Exercise:
From the listing below, pull out all lines with "Serialize" in them.

Supplied material:
------------------------------------

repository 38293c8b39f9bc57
use axum::extract::State;
use axum::{routing::get, Json, Router};
use serde::Serialize;

use crate::state::AppState;

/// Health check response payload.
#[derive(Serialize)]
pub struct HealthResponse {
    /// Overall service status.
    pub status: &'static str,
    /// Crate version from Cargo.toml.
    pub version: &'static str,
    /// Whether the store is reachable.
    pub db_healthy: bool,
}

/// GET /health -- returns service and store health.
async fn health_check(State(state): State<AppState>) -> Json<HealthResponse> {
    let db_healthy = match state.store.ping().await {
        Ok(()) => true,
        Err(e) => {
            tracing::warn!(error = %e, "Store health check failed");
            false
        }
    };

    let status = if db_healthy { "ok" } else { "degraded" };

    Json(HealthResponse {
        status,
        version: env!("CARGO_PKG_VERSION"),
        db_healthy,
    })
}

/// Mount health check routes (intended for root-level, NOT under `/api/v1`).
pub fn router() -> Router<AppState> {
    Router::new().route("/health", get(health_check))
}
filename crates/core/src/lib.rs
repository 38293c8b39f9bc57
//! Domain rules for the Q&A service.
//!
//! Everything here is free of I/O so the repository and HTTP layers can share
//! one definition of what a valid question, answer, or account looks like and
//! who may change what.

pub mod answer;
pub mod error;
pub mod ownership;
pub mod question;
pub mod types;
pub mod user;
pub mod validation;
use axum::routing::{get, post};
use axum::Router;

use crate::handlers::{answers, questions};
use crate::state::AppState;

/// Question routes mounted at `/questions`.
///
/// ```text
/// GET    /                      -> index
/// POST   /                      -> create
/// GET    /new                   -> new
/// GET    /{id}                  -> show
/// PATCH  /{id}                  -> update
/// PUT    /{id}                  -> update
/// DELETE /{id}                  -> destroy
/// GET    /{id}/edit             -> edit
/// POST   /{id}/answers          -> answers::create
/// ```
pub fn router() -> Router<AppState> {
    Router::new()
        .route("/", get(questions::index).post(questions::create))
        .route("/new", get(questions::new))
        .route(
            "/{id}",
            get(questions::show)
                .patch(questions::update)
                .put(questions::update)
                .delete(questions::destroy),
        )
        .route("/{id}/edit", get(questions::edit))
        .route("/{id}/answers", post(answers::create))
}
//! Domain model structs and DTOs.
//!
//! Each submodule contains a `FromRow` entity struct matching the database
//! row, plus whatever DTOs its writes need.

pub mod answer;
pub mod question;
pub mod user;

------------------------------------

Response area:
use serde::Serialize;
#[derive(Serialize)]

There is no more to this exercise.